• [Dataset entries]:

= Beginning of Section =

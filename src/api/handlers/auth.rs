//! GitHub OAuth endpoints

use axum::{
    Json,
    extract::{Query, State},
};
use axum_extra::extract::cookie::{Cookie, CookieJar, SameSite};
use serde::Deserialize;
use serde_json::{Value, json};

use crate::api::error::{ApiError, ApiResult};
use crate::api::routes::AppState;
use crate::error::OpenHubError;

/// Name of the session cookie holding the GitHub access token.
pub const TOKEN_COOKIE: &str = "github_token";

const TOKEN_MAX_AGE_DAYS: i64 = 7;

/// Token from the session cookie, if present and non-empty.
pub fn token_from(jar: &CookieJar) -> Option<String> {
    jar.get(TOKEN_COOKIE)
        .map(|c| c.value().to_string())
        .filter(|v| !v.is_empty())
}

/// Token from the session cookie, or 401.
pub fn require_token(jar: &CookieJar) -> ApiResult<String> {
    token_from(jar).ok_or_else(|| {
        ApiError::Unauthorized("Not authenticated: missing token cookie".to_string())
    })
}

fn client_id(state: &AppState) -> crate::error::Result<&str> {
    state
        .config
        .github
        .client_id
        .as_deref()
        .filter(|id| !id.is_empty())
        .ok_or_else(|| OpenHubError::Config("github.client_id is not set".to_string()))
}

/// GET /auth/github
pub async fn github_login(State(state): State<AppState>) -> ApiResult<Json<Value>> {
    let client_id = client_id(&state)
        .map_err(|e| ApiError::upstream("GitHub OAuth is not configured", e))?;
    let redirect_uri = state.config.server.oauth_redirect_uri();
    let url = state.github.authorize_url(client_id, &redirect_uri);
    Ok(Json(json!({ "url": url })))
}

#[derive(Debug, Deserialize)]
pub struct CallbackQuery {
    pub code: Option<String>,
}

/// GET /auth/github/callback
pub async fn github_callback(
    State(state): State<AppState>,
    jar: CookieJar,
    Query(query): Query<CallbackQuery>,
) -> ApiResult<(CookieJar, Json<Value>)> {
    tracing::info!(
        "GitHub callback received (code present: {})",
        query.code.is_some()
    );
    let code = query
        .code
        .filter(|c| !c.is_empty())
        .ok_or_else(|| ApiError::AuthFailed(OpenHubError::InvalidInput("Missing OAuth code".into())))?;

    let client_id = client_id(&state).map_err(ApiError::AuthFailed)?;
    let secret = state
        .config
        .github
        .client_secret
        .clone()
        .unwrap_or_default();
    let redirect_uri = state.config.server.oauth_redirect_uri();

    let token = state
        .github
        .exchange_code(client_id, &secret, &code, &redirect_uri)
        .await
        .map_err(ApiError::AuthFailed)?;

    let cookie = Cookie::build((TOKEN_COOKIE, token.clone()))
        .path("/")
        .http_only(true)
        .secure(state.config.server.production)
        .same_site(SameSite::Lax)
        .max_age(time::Duration::days(TOKEN_MAX_AGE_DAYS));

    let user = state
        .github
        .user(&token)
        .await
        .map_err(ApiError::AuthFailed)?;

    Ok((
        jar.add(cookie),
        Json(json!({
            "success": true,
            "user": user,
            "message": "Authentication successful",
        })),
    ))
}
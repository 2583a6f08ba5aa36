//! HTTP server and GitHub OAuth configuration structures.

use serde::{Deserialize, Serialize};

use crate::error::{OpenHubError, Result};

/// HTTP server configuration.
///
/// # Example
/// ```toml
/// [server]
/// host = "0.0.0.0"
/// port = 5001
/// frontend_url = "http://localhost:3000"
/// cors_origins = ["http://localhost:3000"]
/// production = false
/// ```
#[derive(Debug, Clone, Deserialize, Serialize)]
pub struct ServerConfig {
    /// Listen address.
    #[serde(default = "default_host")]
    pub host: String,

    /// Listen port.
    #[serde(default = "default_port")]
    pub port: u16,

    /// Frontend base URL; used for the OAuth redirect and always allowed by CORS.
    #[serde(default = "default_frontend_url")]
    pub frontend_url: String,

    /// Additional origins allowed to call the API with credentials.
    #[serde(default = "default_cors_origins")]
    pub cors_origins: Vec<String>,

    /// Production mode marks the session cookie `Secure`.
    #[serde(default)]
    pub production: bool,
}

impl Default for ServerConfig {
    fn default() -> Self {
        Self {
            host: default_host(),
            port: default_port(),
            frontend_url: default_frontend_url(),
            cors_origins: default_cors_origins(),
            production: false,
        }
    }
}

impl ServerConfig {
    /// `host:port` string for binding.
    pub fn bind_address(&self) -> String {
        format!("{}:{}", self.host, self.port)
    }

    /// Redirect URI registered with the GitHub OAuth app.
    pub fn oauth_redirect_uri(&self) -> String {
        format!("{}/auth/callback", self.frontend_url.trim_end_matches('/'))
    }

    /// CORS origins plus the frontend URL, without duplicates.
    pub fn allowed_origins(&self) -> Vec<String> {
        let mut origins: Vec<String> = Vec::new();
        let frontend = self.frontend_url.trim_end_matches('/').to_string();
        for origin in self.cors_origins.iter().cloned().chain(Some(frontend)) {
            if !origin.is_empty() && !origins.contains(&origin) {
                origins.push(origin);
            }
        }
        origins
    }

    /// Validates server configuration.
    pub fn validate(&self) -> Result<()> {
        if self.port == 0 {
            return Err(OpenHubError::Config("server.port cannot be 0".into()));
        }
        if self.host.trim().is_empty() {
            return Err(OpenHubError::Config("server.host cannot be empty".into()));
        }
        Ok(())
    }
}

/// GitHub OAuth app and API endpoints.
///
/// `api_base` / `oauth_base` exist so GitHub Enterprise or a local mock can
/// stand in for github.com.
#[derive(Clone, Deserialize, Serialize)]
pub struct GitHubConfig {
    /// OAuth app client id.
    #[serde(default)]
    pub client_id: Option<String>,

    /// OAuth app client secret.
    #[serde(default, skip_serializing)]
    pub client_secret: Option<String>,

    /// REST API base URL.
    #[serde(default = "default_api_base")]
    pub api_base: String,

    /// OAuth base URL (authorize + access_token).
    #[serde(default = "default_oauth_base")]
    pub oauth_base: String,
}

impl Default for GitHubConfig {
    fn default() -> Self {
        Self {
            client_id: None,
            client_secret: None,
            api_base: default_api_base(),
            oauth_base: default_oauth_base(),
        }
    }
}

impl std::fmt::Debug for GitHubConfig {
    fn fmt(&self, f: &mut std::fmt::Formatter<'_>) -> std::fmt::Result {
        use crate::llm::provider::utils::mask_api_key;
        f.debug_struct("GitHubConfig")
            .field("client_id", &self.client_id)
            .field(
                "client_secret",
                &self.client_secret.as_deref().map(mask_api_key),
            )
            .field("api_base", &self.api_base)
            .field("oauth_base", &self.oauth_base)
            .finish()
    }
}

fn default_host() -> String {
    "0.0.0.0".to_string()
}

fn default_port() -> u16 {
    5001
}

fn default_frontend_url() -> String {
    "http://localhost:3000".to_string()
}

fn default_cors_origins() -> Vec<String> {
    vec![
        "http://localhost:3000".to_string(),
        "http://localhost:3001".to_string(),
        "http://localhost:5001".to_string(),
    ]
}

fn default_api_base() -> String {
    "https://api.github.com".to_string()
}

fn default_oauth_base() -> String {
    "https://github.com".to_string()
}

#[cfg(test)]
mod tests {
    use super::*;
    use pretty_assertions::assert_eq;

    #[test]
    fn test_oauth_redirect_uri_trims_slash() {
        let config = ServerConfig {
            frontend_url: "https://app.example.com/".to_string(),
            ..Default::default()
        };
        assert_eq!(
            config.oauth_redirect_uri(),
            "https://app.example.com/auth/callback"
        );
    }

    #[test]
    fn test_allowed_origins_dedup() {
        let config = ServerConfig::default();
        assert_eq!(
            config.allowed_origins(),
            vec![
                "http://localhost:3000",
                "http://localhost:3001",
                "http://localhost:5001",
            ]
        );

        let config = ServerConfig {
            frontend_url: "https://openhub.example".to_string(),
            ..Default::default()
        };
        assert_eq!(config.allowed_origins().len(), 4);
        assert_eq!(config.allowed_origins()[3], "https://openhub.example");
    }

    #[test]
    fn test_validate_port() {
        let config = ServerConfig {
            port: 0,
            ..Default::default()
        };
        assert!(config.validate().is_err());
        assert!(ServerConfig::default().validate().is_ok());
    }

    #[test]
    fn test_github_debug_masks_secret() {
        let config = GitHubConfig {
            client_secret: Some("0123456789abcdef".to_string()),
            ..Default::default()
        };
        let debug = format!("{:?}", config);
        assert!(!debug.contains("0123456789abcdef"));
    }
}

= End of Section =

• [What you need to do]:
Among the entries above, which lines include "endpoints"? List them all.

• [Answer box]:
//! GitHub OAuth endpoints
/// GitHub OAuth app and API endpoints.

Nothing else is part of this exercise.